Pagar salários para vereadores é coisa de país rico, sem pobreza. Pagar salário alto e verba de gabinete — e manter estrutura complexa nas câmaras municipais — deveria ser coisa, exclusiva, de sociedades muito desenvolvidas, as quais já resolveram seus problemas de saneamento, saúde, educação pública, produtividade do trabalhador, entre outras coisas fundamentais.
O Brasil certamente não atende a esses critérios. Falta dinheiro para quase tudo que é fundamental neste país, onde quase metade da população não tem sequer acesso a tratamento de esgoto e onde as crianças não conseguem aprender operações básicas de matemática ou desenvolver habilidades de escrita ou interpretação de texto.
Talvez esse seja um bom indício para entendermos o porquê de sermos tão pobres e de estimularmos tanto o crescimento da pobreza. O Estado transfere renda às avessas, tira o dinheiro do pobre, tributando brutalmente a folha de pagamento e o consumo, e depois privilegia alguns poucos escolhidos. Eleitos, concursados, ou não.
Mas voltemos ao nosso tema. As câmaras municipais, especialmente de pequenos municípios brasileiros, normalmente constituídos de pessoas simples, e de baixa renda, consomem grandes quantidades do dinheiro do povo para manter um legislativo quase sempre muito caro. Ou pelo menos muito mais caro do que deveria ou precisaria ser.
O Tribunal de Contas do Estado de São Paulo realizou levantamento no ano de 2023, no qual apurou que as 644 câmaras municipais daquele estado, com 6.908 vereadores, consumiram um montante de R$ 3.702.589.231,51. Um custo superior a meio milhão de reais, por ano e por vereador. E não se acredita que outros estados divirjam muito destas despesas.
Todos têm salários, e uma estrutura complexa que parece servir apenas a si própria. Países com renda per capita três vezes superiores à brasileira entendem que isso é completamente desnecessário para se atender ao bem comum.

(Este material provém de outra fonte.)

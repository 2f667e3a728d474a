//! Layered configuration: defaults merged with the process environment,
//! matching the `UPSTREAM_BASE_URL`/`POOL_*`/etc surface.

use std::time::Duration;

use figment::Figment;
use figment::providers::{Format, Serialized, Toml};
use serde::{Deserialize, Serialize};
use thiserror::Error;

/// Which storage backend to use. `Auto` picks SQL when a database URL
/// is configured, file otherwise.
#[derive(Debug, Clone, Copy, PartialEq, Eq, Serialize, Deserialize)]
#[serde(rename_all = "lowercase")]
pub enum StorageType {
    /// Decide based on whether a database URL is present.
    Auto,
    /// Force the file-backed store.
    File,
    /// Force the SQL-backed store.
    Database,
}

/// Fully resolved gateway configuration.
#[derive(Debug, Clone, Serialize, Deserialize)]
pub struct GatewayConfig {
    /// Base URL of the upstream chat-completions provider.
    pub upstream_base_url: String,
    /// SQL connection string, if configured.
    pub database_url: Option<String>,
    /// SQLite file path, used to derive `database_url` when unset.
    pub database_path: Option<String>,
    /// File-backend document path.
    pub data_file: String,
    /// Backend selection override.
    pub storage_type: StorageType,
    /// Whether the credential cache is enabled at all.
    pub cache_enabled: bool,
    /// Positive-entry cache TTL.
    pub cache_ttl_ms: u64,
    /// Whether the fallback controller may demote to the file backend.
    pub storage_fallback_enabled: bool,
    /// Reconnection probe interval while in fallback mode.
    pub storage_fallback_retry_interval_ms: u64,
    /// Connections kept warm in the upstream pool.
    pub pool_min_connections: usize,
    /// Hard cap on upstream pool connections.
    pub pool_max_connections: usize,
    /// How long `acquire` waits for a pooled connection.
    pub pool_acquire_timeout_ms: u64,
    /// SSE forwarder read-buffer size.
    pub stream_chunk_size: usize,
    /// Listen port.
    pub port: u16,
}

impl Default for GatewayConfig {
    fn default() -> Self {
        Self {
            upstream_base_url: "https://api.openai.com".to_string(),
            database_url: None,
            database_path: None,
            data_file: "data/keys.json".to_string(),
            storage_type: StorageType::Auto,
            cache_enabled: true,
            cache_ttl_ms: 60_000,
            storage_fallback_enabled: true,
            storage_fallback_retry_interval_ms: 60_000,
            pool_min_connections: 1,
            pool_max_connections: 10,
            pool_acquire_timeout_ms: 30_000,
            stream_chunk_size: 16 * 1024,
            port: 8080,
        }
    }
}

/// Startup configuration failure; maps to exit code 1 (or 2 for a bind
/// failure detected later, handled separately in `main`).
#[derive(Debug, Error)]
pub enum ConfigError {
    /// Figment failed to merge or deserialize the configuration.
    #[error("invalid configuration: {0}")]
    Invalid(#[from] figment::Error),
    /// A value parsed but fails a semantic check (e.g. zero pool size).
    #[error("invalid configuration: {0}")]
    Semantic(String),
}

impl GatewayConfig {
    /// Load configuration: built-in defaults, optionally a `gateway.toml`
    /// in the working directory, then environment variables (highest
    /// precedence), matching the env-var surface of the external
    /// interfaces contract.
    ///
    /// Environment variables are overlaid by hand rather than through
    /// `figment`'s generic `Env` provider: the spec's env-var names
    /// (`UPSTREAM_BASE_URL`, `POOL_MIN_CONNECTIONS`, ...) don't share a
    /// common prefix or casing convention with the struct's field
    /// names, so a direct per-field read is both simpler and more
    /// predictable than fighting `Env`'s key-mapping rules.
    pub fn load() -> Result<Self, ConfigError> {
        let defaults: Self = Figment::new()
            .merge(Serialized::defaults(Self::default()))
            .merge(Toml::file("gateway.toml"))
            .extract()?;

        defaults.overlay_env().validate()
    }

    fn overlay_env(self) -> Self {
        let mut config = self;
        if let Ok(v) = std::env::var("UPSTREAM_BASE_URL") {
            config.upstream_base_url = v;
        }
        if let Ok(v) = std::env::var("DATABASE_URL") {
            config.database_url = Some(v);
        }
        if let Ok(v) = std::env::var("DATABASE_PATH") {
            config.database_path = Some(v);
        }
        if let Ok(v) = std::env::var("DATA_FILE") {
            config.data_file = v;
        }
        if let Ok(v) = std::env::var("STORAGE_TYPE") {
            config.storage_type = match v.to_ascii_lowercase().as_str() {
                "file" => StorageType::File,
                "database" => StorageType::Database,
                _ => StorageType::Auto,
            };
        }
        if let Ok(v) = std::env::var("CACHE_ENABLED") {
            config.cache_enabled = parse_bool(&v, config.cache_enabled);
        }
        if let Ok(v) = std::env::var("CACHE_TTL_MS") {
            config.cache_ttl_ms = v.parse().unwrap_or(config.cache_ttl_ms);
        }
        if let Ok(v) = std::env::var("STORAGE_FALLBACK_ENABLED") {
            config.storage_fallback_enabled = parse_bool(&v, config.storage_fallback_enabled);
        }
        if let Ok(v) = std::env::var("STORAGE_FALLBACK_RETRY_INTERVAL_MS") {
            config.storage_fallback_retry_interval_ms =
                v.parse().unwrap_or(config.storage_fallback_retry_interval_ms);
        }
        if let Ok(v) = std::env::var("POOL_MIN_CONNECTIONS") {
            config.pool_min_connections = v.parse().unwrap_or(config.pool_min_connections);
        }
        if let Ok(v) = std::env::var("POOL_MAX_CONNECTIONS") {
            config.pool_max_connections = v.parse().unwrap_or(config.pool_max_connections);
        }
        if let Ok(v) = std::env::var("POOL_ACQUIRE_TIMEOUT_MS") {
            config.pool_acquire_timeout_ms = v.parse().unwrap_or(config.pool_acquire_timeout_ms);
        }
        if let Ok(v) = std::env::var("STREAM_CHUNK_SIZE") {
            config.stream_chunk_size = v.parse().unwrap_or(config.stream_chunk_size);
        }
        if let Ok(v) = std::env::var("PORT") {
            config.port = v.parse().unwrap_or(config.port);
        }
        config
    }

    fn validate(self) -> Result<Self, ConfigError> {
        if self.pool_max_connections == 0 {
            return Err(ConfigError::Semantic(
                "POOL_MAX_CONNECTIONS must be at least 1".to_string(),
            ));
        }
        if self.pool_min_connections > self.pool_max_connections {
            return Err(ConfigError::Semantic(
                "POOL_MIN_CONNECTIONS must not exceed POOL_MAX_CONNECTIONS".to_string(),
            ));
        }
        Ok(self)
    }

    /// Whether the SQL backend should be used, given `storage_type` and
    /// which connection strings are present.
    #[must_use]
    pub fn use_sql_backend(&self) -> bool {
        match self.storage_type {
            StorageType::Database => true,
            StorageType::File => false,
            StorageType::Auto => self.database_url.is_some() || self.database_path.is_some(),
        }
    }

    /// The effective `sqlx` connection string: `database_url` if set,
    /// else derived from `database_path`.
    #[must_use]
    pub fn sql_connection_string(&self) -> Option<String> {
        if let Some(url) = &self.database_url {
            return Some(url.clone());
        }
        self.database_path
            .as_ref()
            .map(|path| format!("sqlite://{path}?mode=rwc"))
    }

    /// [`Duration`] view of `pool_acquire_timeout_ms`.
    #[must_use]
    pub fn pool_acquire_timeout(&self) -> Duration {
        Duration::from_millis(self.pool_acquire_timeout_ms)
    }

    /// [`Duration`] view of `cache_ttl_ms`.
    #[must_use]
    pub fn cache_ttl(&self) -> Duration {
        Duration::from_millis(self.cache_ttl_ms)
    }
}

fn parse_bool(v: &str, default: bool) -> bool {
    match v.to_ascii_lowercase().as_str() {
        "1" | "true" | "yes" | "on" => true,
        "0" | "false" | "no" | "off" => false,
        _ => default,
    }
}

Na França, a função dos conseillers municipaux é historicamente gratuita, existindo apenas a possibilidade de reembolso de despesas, circunstância extremamente limitada por lei nos municípios com menos de 100 mil habitantes. Sistema muito similar é adotado no Reino Unido, com os chamados local councillors.
Quando há remuneração, nos países desenvolvidos, esta se limita às capitais e cidades mais relevantes, e o respectivo valor mais se aproxima dos salários mínimos vigentes no país e tem como objetivo remunerar o tempo especificamente gasto com o trato das questões municipais.
Em nenhum desses países a função de vereador se mostra atrativa como um emprego, uma forma de renda. Mais importante que isso, a exigência de que a atividade pública seja conciliada com atividades particulares para a subsistência pessoal, especialmente nos municípios menores, não figura como impedimento à autonomia e à independência desses agentes políticos.
No Brasil, as coisas já foram assim. A Constituição de 1967 apenas previa a possibilidade de remuneração de vereadores nas capitais e nos municípios com população superior a 100 mil habitantes. Número que foi aumentado para 200 mil em 1969. A Constituição de 1988 estimulou concursos, aumento de estrutura, e remuneração generalizada, e nos condenou a carregar uma estrutura pesada de Estado, também nas câmaras municipais e mesmo nos menores e mais pobres municípios do país.
Já houve em 2012 tentativa legislativa de, ao menos nos municípios com menos de 50 mil habitantes, eliminar-se a remuneração dos vereadores, com a finalidade de permitir que mais dinheiro sobrasse para o atendimento das pessoas pobres e que necessitam de melhores serviços estatais, com a proposta da Emenda Constitucional 35/12. A proposta caiu no esquecimento, mas não custa relembrá-la, ao menos agora, com o sangue novo de tanta gente bem-intencionada e recém-eleita neste pais.